A Agência Nacional de Vigilância Sanitária (Anvisa) estabeleceu novas diretrizes para as vacinas contra a covid-19, com o objetivo de aprimorar a resposta imunológica a novas variantes do SARS-CoV-2 em circulação no Brasil. A decisão foi formalizada por meio de uma Instrução Normativa publicada nesta quinta-feira (9) no Diário Oficial da União.
A norma determina que as vacinas devam ser monovalentes, focando em uma linhagem específica do vírus em circulação. A cepa LP8.1 é a preferencial como antígeno, embora derivados da JN.1, como XFG ou NB.1.8.1, sejam aceitáveis se demonstrarem respostas de anticorpos neutralizantes amplas e robustas.
Vacinas já registradas e distribuídas antes da publicação desta norma terão um prazo de nove meses para serem utilizadas. Após esse período, sua aplicação será proibida, garantindo que apenas as formulações atualizadas estejam em uso.

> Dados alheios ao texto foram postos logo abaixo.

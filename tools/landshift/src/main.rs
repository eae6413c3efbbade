/// Land-use transition modeling CLI: reads a run file describing the class,
/// mask and covariate rasters, fits one random forest per class and writes
/// models, probability rasters and the validation table.
mod ingest;
mod logging;
mod output;

use std::path::{Path, PathBuf};

use anyhow::{Context, Result};
use clap::Parser;
use landshift_core::features::{FeatureInputs, FeatureMatrix};
use landshift_core::pipeline::{Pipeline, RowStatus};
use tracing::{info, warn};

use crate::ingest::{load_layers, RunFile};

// ── CLI ──────────────────────────────────────────────────────────────────────

#[derive(Parser, Debug)]
#[command(
    name = "landshift",
    about = "Fit per-class land-use transition models and project probability surfaces"
)]
struct Args {
    /// Run file (JSON): layer paths, legend and pipeline options
    #[arg(short, long)]
    config: PathBuf,

    /// Base directory for relative layer paths (default: the run file's directory)
    #[arg(long)]
    input_dir: Option<PathBuf>,

    /// Output directory, created if absent (default: the run file's
    /// `output_dir`, else "output")
    #[arg(short, long)]
    output_dir: Option<PathBuf>,

    /// Model only transitions into cropland
    #[arg(long)]
    focus_cropland: bool,

    /// Override the run file's random seed
    #[arg(long)]
    seed: Option<u64>,

    /// Override the run file's sampling factor, in (0, 1]
    #[arg(long)]
    sampling_factor: Option<f64>,

    /// Skip the hyperparameter grid search and use the default forest
    #[arg(long)]
    no_tuning: bool,

    /// Also write probability surfaces as JSON grids
    #[arg(long)]
    json_surfaces: bool,

    /// Also write the valid-cell table to <output-dir>/feature_matrix.json
    #[arg(long)]
    dump_matrix: bool,

    /// Model from a stored feature matrix instead of reading the layers.
    /// The matrix keeps the sampling and focus filtering it was built with
    #[arg(long)]
    from_matrix: Option<PathBuf>,

    /// Log filter, e.g. "info" or "landshift_core=debug" (RUST_LOG wins)
    #[arg(long, default_value = "info")]
    log_level: String,

    /// Append logs to this file as well as stderr
    #[arg(long)]
    log_file: Option<PathBuf>,
}

fn main() -> Result<()> {
    let args = Args::parse();
    logging::init(&args.log_level, args.log_file.as_deref())?;

    let mut run_file = RunFile::load(&args.config)?;
    let cfg = &mut run_file.pipeline;
    if args.focus_cropland {
        cfg.focus_on_cropland_transitions = true;
    }
    if let Some(seed) = args.seed {
        cfg.random_seed = seed;
    }
    if let Some(f) = args.sampling_factor {
        cfg.sampling_factor = f;
    }
    if args.no_tuning {
        cfg.hyperparameter_tuning = false;
    }

    let base = match &args.input_dir {
        Some(dir) => dir.clone(),
        None => args
            .config
            .parent()
            .map(PathBuf::from)
            .unwrap_or_default(),
    };
    let output_dir = args
        .output_dir
        .clone()
        .or_else(|| run_file.output_dir.clone())
        .unwrap_or_else(|| PathBuf::from("output"));

    let pipeline = Pipeline::new(run_file.pipeline.clone()).context("Invalid pipeline options")?;
    let matrix = match &args.from_matrix {
        Some(path) => {
            let matrix = ingest::load_matrix(path)?;
            info!(
                path = %path.display(),
                valid = matrix.n_valid(),
                training = matrix.training_indices().len(),
                "feature matrix loaded"
            );
            matrix
        }
        None => build_matrix(&pipeline, &run_file, &base)?,
    };

    // ── Pipeline ────────────────────────────────────────────────────────────
    let mut written = Vec::new();
    if args.dump_matrix {
        written.push(output::write_matrix(&output_dir, &matrix)?);
    }
    let run = pipeline.run_matrix(&matrix);

    // ── Outputs ─────────────────────────────────────────────────────────────
    written.extend(output::write_run(&output_dir, &run, pipeline.config(), args.json_surfaces)?);

    for row in &run.validation_table().rows {
        match row.status {
            RowStatus::Modeled => info!(
                class = row.class,
                roc_auc = ?row.roc_auc,
                boyce_index = ?row.boyce_index,
                "class modeled"
            ),
            RowStatus::Failed => warn!(
                class = row.class,
                reason = %row.error.as_ref().map(|e| e.to_string()).unwrap_or_default(),
                "class failed"
            ),
        }
    }
    info!(
        files = written.len(),
        output = %output_dir.display(),
        elapsed_ms = run.elapsed_ms,
        "done"
    );
    Ok(())
}

fn build_matrix(pipeline: &Pipeline, run_file: &RunFile, base: &Path) -> Result<FeatureMatrix> {
    // legend first: fail before touching rasters
    let legend = run_file.legend_table(base)?;
    info!(scope = ?pipeline.config().class_scope(), legend_entries = legend.len(), "configured");

    let layers = load_layers(run_file, base)?;
    info!(
        width = layers.prior.frame.width,
        height = layers.prior.frame.height,
        covariates = layers.covariates.len(),
        "layers loaded"
    );
    Ok(pipeline.build_matrix(
        &legend,
        FeatureInputs {
            prior: &layers.prior,
            posterior: layers.posterior.as_ref(),
            mask: &layers.mask,
            covariates: &layers.covariates,
        },
    )?)
}
//! Run file parsing and raster loading (JSON grids or GeoTIFF).
use std::fs::{self, File};
use std::io::BufReader;
use std::path::{Path, PathBuf};

use anyhow::{bail, Context, Result};
use landshift_core::config::PipelineConfig;
use landshift_core::features::{CovariateLayer, FeatureKind, FeatureMatrix};
use landshift_core::grid::{ClassGrid, CovariateGrid, Grid, GridFrame, MaskGrid};
use landshift_core::legend::{LegendEntry, LegendTable};
use serde::Deserialize;
use tiff::decoder::{Decoder, DecodingResult};
use tiff::tags::Tag;

// ── GeoTIFF tag ids ──────────────────────────────────────────────────────────

pub const TAG_MODEL_PIXEL_SCALE: u16 = 33550;
pub const TAG_MODEL_TIEPOINT: u16 = 33922;
pub const TAG_GEO_KEY_DIRECTORY: u16 = 34735;
pub const TAG_GDAL_NODATA: u16 = 42113;

pub const KEY_MODEL_TYPE: u16 = 1024;
pub const KEY_GEOGRAPHIC_TYPE: u16 = 2048;
pub const KEY_PROJECTED_CS_TYPE: u16 = 3072;

// ── Run file ─────────────────────────────────────────────────────────────────

#[derive(Debug, Deserialize)]
#[serde(untagged)]
pub enum LegendSource {
    /// "corine", or a path to a JSON list of entries.
    Named(String),
    Entries(Vec<LegendEntry>),
}

#[derive(Debug, Deserialize)]
pub struct CovariateSpec {
    pub name: String,
    pub path: PathBuf,
    #[serde(default = "numeric")]
    pub kind: FeatureKind,
}

fn numeric() -> FeatureKind {
    FeatureKind::Numeric
}

fn corine() -> LegendSource {
    LegendSource::Named("corine".into())
}

/// Everything one invocation needs: layer paths, legend and options.
#[derive(Debug, Deserialize)]
pub struct RunFile {
    #[serde(default = "corine")]
    pub legend: LegendSource,
    pub prior: PathBuf,
    /// Omitted for projection-only stacks.
    #[serde(default)]
    pub posterior: Option<PathBuf>,
    pub mask: PathBuf,
    #[serde(default)]
    pub covariates: Vec<CovariateSpec>,
    /// Used when the CLI gives no `--output-dir`.
    #[serde(default)]
    pub output_dir: Option<PathBuf>,
    #[serde(default)]
    pub pipeline: PipelineConfig,
}

impl RunFile {
    pub fn load(path: &Path) -> Result<Self> {
        let text = fs::read_to_string(path)
            .with_context(|| format!("Cannot read run file: {}", path.display()))?;
        serde_json::from_str(&text)
            .with_context(|| format!("Invalid run file: {}", path.display()))
    }

    /// Resolve the legend; a relative legend path is taken from `base`.
    pub fn legend_table(&self, base: &Path) -> Result<LegendTable> {
        match &self.legend {
            LegendSource::Named(name) if name.eq_ignore_ascii_case("corine") => {
                Ok(LegendTable::corine())
            }
            LegendSource::Named(name) => {
                let path = resolve(base, Path::new(name));
                if !path.is_file() {
                    bail!("Legend is neither `corine` nor a file: {}", path.display());
                }
                let text = fs::read_to_string(&path)
                    .with_context(|| format!("Cannot read legend: {}", path.display()))?;
                let entries: Vec<LegendEntry> = serde_json::from_str(&text)
                    .with_context(|| format!("Invalid legend: {}", path.display()))?;
                Ok(LegendTable::from_entries(&entries)?)
            }
            LegendSource::Entries(entries) => Ok(LegendTable::from_entries(entries)?),
        }
    }
}

fn resolve(base: &Path, p: &Path) -> PathBuf {
    if p.is_absolute() {
        p.to_path_buf()
    } else {
        base.join(p)
    }
}

/// Loaded, not yet validated, input layers.
pub struct LayerStack {
    pub prior: ClassGrid,
    pub posterior: Option<ClassGrid>,
    pub mask: MaskGrid,
    pub covariates: Vec<CovariateLayer>,
}

pub fn load_layers(run: &RunFile, base: &Path) -> Result<LayerStack> {
    let prior = load_class_grid(&resolve(base, &run.prior)).context("prior layer")?;
    let posterior = match &run.posterior {
        Some(p) => Some(load_class_grid(&resolve(base, p)).context("posterior layer")?),
        None => None,
    };
    let mask = load_mask_grid(&resolve(base, &run.mask)).context("land mask")?;
    let covariates = run
        .covariates
        .iter()
        .map(|spec| {
            let grid = load_covariate_grid(&resolve(base, &spec.path))
                .with_context(|| format!("covariate `{}`", spec.name))?;
            Ok(CovariateLayer {
                name: spec.name.clone(),
                kind: spec.kind,
                grid,
            })
        })
        .collect::<Result<Vec<_>>>()?;

    Ok(LayerStack { prior, posterior, mask, covariates })
}

// ── Raster readers ───────────────────────────────────────────────────────────

/// Decoded single-band raster before conversion to a concrete cell type.
pub struct RawRaster {
    pub frame: GridFrame,
    pub values: Vec<f64>,
    pub nodata: Option<f64>,
    pub integral: bool,
}

fn is_json(path: &Path) -> bool {
    path.extension().and_then(|e| e.to_str()) == Some("json")
}

fn read_json_grid<T: serde::de::DeserializeOwned>(path: &Path) -> Result<T> {
    let text = fs::read_to_string(path)
        .with_context(|| format!("Read failed: {}", path.display()))?;
    serde_json::from_str(&text).with_context(|| format!("Invalid grid JSON: {}", path.display()))
}

pub fn load_class_grid(path: &Path) -> Result<ClassGrid> {
    if is_json(path) {
        return read_json_grid(path);
    }
    let raw = read_geotiff(path)?;
    if !raw.integral {
        bail!("{} holds floating-point samples; class rasters must be integer", path.display());
    }
    let data = class_codes(&raw.values)
        .with_context(|| format!("Class codes out of range in {}", path.display()))?;
    let nodata = match raw.nodata {
        Some(v) => Some(class_code(v).with_context(|| format!("nodata of {}", path.display()))?),
        None => None,
    };
    Ok(Grid { frame: raw.frame, data, nodata })
}

fn class_code(v: f64) -> Result<i32> {
    if v.fract() != 0.0 || !v.is_finite() {
        bail!("{v} is not an integer code");
    }
    i32::try_from(v as i64).with_context(|| format!("code {v} does not fit in i32"))
}

fn class_codes(values: &[f64]) -> Result<Vec<i32>> {
    values
        .iter()
        .enumerate()
        .map(|(i, &v)| class_code(v).with_context(|| format!("sample {i}")))
        .collect()
}

pub fn load_mask_grid(path: &Path) -> Result<MaskGrid> {
    if is_json(path) {
        return read_json_grid(path);
    }
    let raw = read_geotiff(path)?;
    // anything but exactly 1 is unusable
    Ok(Grid {
        frame: raw.frame,
        data: raw.values.iter().map(|&v| u8::from(v == 1.0)).collect(),
        nodata: None,
    })
}

pub fn load_covariate_grid(path: &Path) -> Result<CovariateGrid> {
    if is_json(path) {
        return read_json_grid(path);
    }
    let raw = read_geotiff(path)?;
    Ok(Grid {
        frame: raw.frame,
        data: raw.values.iter().map(|&v| v as f32).collect(),
        nodata: raw.nodata.map(|v| v as f32),
    })
}

/// Reload a table written by `output::write_matrix`.
pub fn load_matrix(path: &Path) -> Result<FeatureMatrix> {
    let file = File::open(path).with_context(|| format!("Cannot open {}", path.display()))?;
    serde_json::from_reader(BufReader::new(file))
        .with_context(|| format!("Invalid feature matrix: {}", path.display()))
}

pub fn read_geotiff(path: &Path) -> Result<RawRaster> {
    let file = File::open(path).with_context(|| format!("Open failed: {}", path.display()))?;
    let mut decoder = Decoder::new(BufReader::new(file))
        .with_context(|| format!("Not a valid TIFF: {}", path.display()))?;
    let (width, height) = decoder.dimensions()?;

    let scale = tag_f64s(&mut decoder, TAG_MODEL_PIXEL_SCALE)?;
    let tiepoint = tag_f64s(&mut decoder, TAG_MODEL_TIEPOINT)?;
    let nodata = match decoder.find_tag(Tag::from_u16_exhaustive(TAG_GDAL_NODATA))? {
        Some(v) => v.into_string()?.trim_end_matches('\0').trim().parse::<f64>().ok(),
        None => None,
    };
    let crs = match decoder.find_tag(Tag::from_u16_exhaustive(TAG_GEO_KEY_DIRECTORY))? {
        Some(v) => epsg_from_geokeys(&v.into_u16_vec()?),
        None => None,
    };

    let frame = frame_from_tags(width as usize, height as usize, scale.as_deref(), tiepoint.as_deref());
    let frame = match crs {
        Some(code) => frame.with_crs(format!("EPSG:{code}")),
        None => frame,
    };

    let image = decoder
        .read_image()
        .with_context(|| format!("read_image failed: {}", path.display()))?;
    let (values, integral): (Vec<f64>, bool) = match image {
        DecodingResult::U8(v) => (v.into_iter().map(f64::from).collect(), true),
        DecodingResult::U16(v) => (v.into_iter().map(f64::from).collect(), true),
        DecodingResult::U32(v) => (v.into_iter().map(f64::from).collect(), true),
        DecodingResult::I8(v) => (v.into_iter().map(f64::from).collect(), true),
        DecodingResult::I16(v) => (v.into_iter().map(f64::from).collect(), true),
        DecodingResult::I32(v) => (v.into_iter().map(f64::from).collect(), true),
        DecodingResult::F32(v) => (v.into_iter().map(f64::from).collect(), false),
        DecodingResult::F64(v) => (v, false),
        _ => bail!("Unsupported sample format in {}", path.display()),
    };
    if values.len() != frame.len() {
        bail!(
            "{}: {} samples for a {}x{} raster (multi-band rasters are not supported)",
            path.display(),
            values.len(),
            width,
            height
        );
    }

    Ok(RawRaster { frame, values, nodata, integral })
}

fn tag_f64s<R: std::io::Read + std::io::Seek>(
    decoder: &mut Decoder<R>,
    tag: u16,
) -> Result<Option<Vec<f64>>> {
    match decoder.find_tag(Tag::from_u16_exhaustive(tag))? {
        Some(v) => Ok(Some(v.into_f64_vec()?)),
        None => Ok(None),
    }
}

/// Frame from ModelPixelScale + ModelTiepoint; unit frame when absent.
pub fn frame_from_tags(
    width: usize,
    height: usize,
    scale: Option<&[f64]>,
    tiepoint: Option<&[f64]>,
) -> GridFrame {
    match (scale, tiepoint) {
        (Some([sx, sy, ..]), Some([i, j, _, x, y, ..])) => {
            GridFrame::new(width, height, x - i * sx, y + j * sy, *sx, -sy)
        }
        _ => GridFrame::unit(width, height),
    }
}

/// EPSG code from a GeoKeyDirectory (projected first, then geographic).
pub fn epsg_from_geokeys(keys: &[u16]) -> Option<u16> {
    let n = *keys.get(3)? as usize;
    let entries: Vec<&[u16]> = keys.get(4..4 + 4 * n)?.chunks_exact(4).collect();
    let lookup = |id: u16| {
        entries
            .iter()
            .find(|e| e[0] == id && e[1] == 0 && e[3] != 0 && e[3] != 32767)
            .map(|e| e[3])
    };
    lookup(KEY_PROJECTED_CS_TYPE).or_else(|| lookup(KEY_GEOGRAPHIC_TYPE))
}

A necessidade dessas novas regras foi discutida na 12ª Reunião Ordinária Pública da Diretoria Colegiada da Anvisa. A justificativa apresentada ressalta o aumento recente de casos de síndrome gripal associados à covid-19, reforçando a importância de manter as estratégias de vacinação atualizadas para a proteção da população.